水が流れないトイレ、気になることは2つ――小便器編 エコプロダクツ2008

» 2008年12月12日 18時04分 公開
[土肥義則,Business Media 誠]

 その昔、公衆便所に設置している小便器(もちろん男性用)といえば、正面に押しボタンがあり、それを押さなければ水を流すことはできなかった。もちろん今でも残っているだろうが、現在ではセンサー式が多く、小便器の前に立つと水が流れ(流れないタイプもある)、用を足し終えると、再び水が流れる。

 センサー式が普及した今では、いわゆる“流し忘れ”がなくなった。昔の押しボタン式では「ボタンをさわるのが汚い」といった理由で、わざと押さず、後ろで待っている人と目が合い、気まずい思いをした人もいるだろう。

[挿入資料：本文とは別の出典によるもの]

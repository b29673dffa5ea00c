//! Column and row rescaling applied before clustering.
//!
//! Two small transforms sit between the factorization and the linkage engine:
//!
//! - [`MinMaxScaler`] maps each auxiliary column (GDP per capita, mean
//!   latitude, ...) onto `[0, 1]` so it is comparable with mixture proportions.
//! - [`normalize_rows`] turns each row of the mixture matrix into proportions
//!   that sum to one.
//!
//! Neither transform mutates its input.

mod minmax;
mod rows;

pub use minmax::MinMaxScaler;
pub use rows::{normalize_labeled_rows, normalize_rows};
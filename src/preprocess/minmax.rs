//! Min-max column scaling.
//!
//! ```text
//! v' = (v - min_j) / (max_j - min_j)
//! ```
//!
//! # Constant columns
//!
//! A column with `max == min` has no spread to rescale. Such a column is
//! mapped to all zeros rather than divided by zero. This erases whatever
//! signal the column carried, so [`MinMaxScaler::degenerate_columns`] reports
//! which columns were affected and a warning is logged when they are scaled.

use crate::error::{Error, Result};
use crate::matrix::{check_finite, LabeledMatrix};
use ndarray::{Array1, Array2, ArrayView2, Axis};

#[cfg(feature = "serde")]
use serde::{Deserialize, Serialize};

/// Per-column min-max scaler.
#[derive(Debug, Clone, PartialEq)]
#[cfg_attr(feature = "serde", derive(Serialize, Deserialize))]
pub struct MinMaxScaler {
    min: Array1<f64>,
    max: Array1<f64>,
}

impl MinMaxScaler {
    /// Record per-column minimum and maximum.
    pub fn fit(values: ArrayView2<'_, f64>) -> Result<Self> {
        check_finite(values)?;
        let min = values.fold_axis(Axis(0), f64::INFINITY, |acc, &v| acc.min(v));
        let max = values.fold_axis(Axis(0), f64::NEG_INFINITY, |acc, &v| acc.max(v));
        if let Some(j) = (0..min.len()).find(|&j| !(max[j] - min[j]).is_finite()) {
            return Err(Error::Overflow {
                what: format!("range of column {j}"),
            });
        }
        Ok(Self { min, max })
    }

    /// Scale `values` with the fitted ranges.
    ///
    /// Values outside the fitted range land outside `[0, 1]`; a value so far
    /// outside that it overflows is an error. Constant columns map to `0.0`.
    pub fn transform(&self, values: ArrayView2<'_, f64>) -> Result<Array2<f64>> {
        check_finite(values)?;
        if values.ncols() != self.min.len() {
            return Err(Error::DimensionMismatch {
                expected: self.min.len(),
                found: values.ncols(),
            });
        }

        let degenerate = self.degenerate_columns();
        if !degenerate.is_empty() {
            log::warn!("min-max: constant columns {degenerate:?} scaled to 0");
        }

        let mut out = values.to_owned();
        for (j, mut column) in out.axis_iter_mut(Axis(1)).enumerate() {
            let lo = self.min[j];
            let span = self.max[j] - lo;
            if span > 0.0 {
                column.mapv_inplace(|v| (v - lo) / span);
            } else {
                column.fill(0.0);
            }
            if column.iter().any(|v| !v.is_finite()) {
                return Err(Error::Overflow {
                    what: format!("scaled values of column {j}"),
                });
            }
        }
        Ok(out)
    }

    /// Fit and transform in one step.
    pub fn fit_transform(values: ArrayView2<'_, f64>) -> Result<Array2<f64>> {
        Self::fit(values)?.transform(values)
    }

    /// Scale every column of a labeled matrix; labels are preserved.
    pub fn scale_labeled(matrix: &LabeledMatrix) -> Result<LabeledMatrix> {
        let scaled = Self::fit_transform(matrix.values().view())?;
        matrix.with_values(scaled)
    }

    /// Indices of columns whose fitted minimum equals their maximum.
    pub fn degenerate_columns(&self) -> Vec<usize> {
        self.min
            .iter()
            .zip(self.max.iter())
            .enumerate()
            .filter(|(_, (lo, hi))| hi <= lo)
            .map(|(j, _)| j)
            .collect()
    }

    /// Fitted column minima.
    pub fn min(&self) -> &Array1<f64> {
        &self.min
    }

    /// Fitted column maxima.
    pub fn max(&self) -> &Array1<f64> {
        &self.max
    }
}

#[cfg(test)]
mod tests {
    use super::*;
    use ndarray::array;

    #[test]
    fn test_scales_each_column_independently() {
        let x = array![[1.0, 10.0], [3.0, 30.0], [2.0, 20.0]];
        let scaled = MinMaxScaler::fit_transform(x.view()).unwrap();
        assert_eq!(scaled, array![[0.0, 0.0], [1.0, 1.0], [0.5, 0.5]]);
        // input untouched
        assert_eq!(x[[1, 1]], 30.0);
    }

    #[test]
    fn test_constant_column_maps_to_zero() {
        let x = array![[2.0, 1.0], [2.0, 5.0], [2.0, 3.0]];
        let scaler = MinMaxScaler::fit(x.view()).unwrap();
        assert_eq!(scaler.degenerate_columns(), vec![0]);

        let scaled = scaler.transform(x.view()).unwrap();
        assert!(scaled.column(0).iter().all(|&v| v == 0.0));
        assert_eq!(scaled.column(1).to_vec(), vec![0.0, 1.0, 0.5]);
    }

    #[test]
    fn test_transform_width_checked() {
        let scaler = MinMaxScaler::fit(array![[0.0, 1.0]].view()).unwrap();
        let err = scaler.transform(array![[0.0]].view()).unwrap_err();
        assert_eq!(
            err,
            Error::DimensionMismatch {
                expected: 2,
                found: 1
            }
        );
    }

    #[test]
    fn test_rejects_non_finite_and_empty() {
        assert!(MinMaxScaler::fit(array![[f64::INFINITY]].view()).is_err());
        assert_eq!(
            MinMaxScaler::fit(Array2::<f64>::zeros((0, 2)).view()),
            Err(Error::EmptyInput)
        );
    }

    #[test]
    fn test_overflowing_range_rejected() {
        let x = array![[-f64::MAX], [f64::MAX], [0.0]];
        let err = MinMaxScaler::fit_transform(x.view()).unwrap_err();
        assert!(matches!(err, Error::Overflow { .. }));
        assert_eq!(err.kind(), crate::error::ErrorKind::InvalidInput);
    }

    #[test]
    fn test_overflow_outside_fitted_range_rejected() {
        let narrow = MinMaxScaler::fit(array![[0.0], [1e-300]].view()).unwrap();
        assert!(matches!(
            narrow.transform(array![[1e10]].view()),
            Err(Error::Overflow { .. })
        ));

        let scaler = MinMaxScaler::fit(array![[-1.0], [1.0]].view()).unwrap();
        assert_eq!(
            scaler.transform(array![[3.0]].view()).unwrap(),
            array![[2.0]]
        );
    }

    #[test]
    fn test_scale_labeled_keeps_labels() {
        let m = LabeledMatrix::from_column(
            vec!["a".into(), "b".into()],
            "gdp_per_capita",
            &[100.0, 300.0],
        )
        .unwrap();
        let scaled = MinMaxScaler::scale_labeled(&m).unwrap();
        assert_eq!(scaled.col_labels(), m.col_labels());
        assert_eq!(scaled.get("b", "gdp_per_capita"), Some(1.0));
    }
}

 そして、次の“主流”になるかもしれないのが、水をまったく使わないタイプだ。究極ともいえる水が流れない小便器が、エコプロダクツ2008で展示されていたので紹介しよう。

尿のニオイをブロックする「無水小便器」

水を使わない「無水小便器」(INAX)。価格は11万5500円(工事費別途)

 INAXは8月に、水をまったく使わない「無水小便器」を販売した。無水小便器は、便器本体と尿が流れ込む専用カートリッジで構成。専用カートリッジには水(尿)よりも比重が軽いシール(密封)液が入っているため、尿のニオイを抑えるという。つまり便器から流れてきた尿はシール液を突き抜け、そのシール液が尿のニオイをブロックするというシステム。ちなみにカートリッジは取り替えの必要があり、使用頻度や環境によっても違うが、約5000〜10000万回使用すれば交換しなければならない。

 日本の男性労働人口の約10%(370万人)が無水小便器を使用(1日4回)すると、どれくらいの節水効果があるのだろうか。INAXの試算によると、旧来型の小便器(1990年以前発売の4リットル洗浄の小便器)に比べ、1カ月で東京ドーム1杯分の節水になるという。またCO2削減量は年間約8579トンで、自動車で地球1400周走行分に相当するそうだ。


水が流れない小便器

 米国では“水が流れない小便器”が主流になりつつあるそうだが、気になるのがニオイだ。小便器の下に流れ込んだ尿のニオイには“フタ”をすることができても、それ以外の部分に尿がこびりついているはず。この点について「用を足したばかりの尿には、それほどニオイはありません。もともと尿はほぼ無菌ですが、時間が経過することによって悪臭(アンモニア)が漂うのです。なのでオフィスなどでまめに小便器を掃除しているところであれば、ほとんど臭うことはないでしょう」(担当者)とのこと。

無水小便器のカートリッジ。価格は5200円

 もう1つ気になる……というより不安に感じるのは“水が流れないこと”だ。昔の押しボタン式で、わざと水を流さなかったあの罪悪感を、この最新式の小便器でも感じやしないだろうか。しかしまあ、みんなで水を流さなければ、それも怖くはないのかもしれない。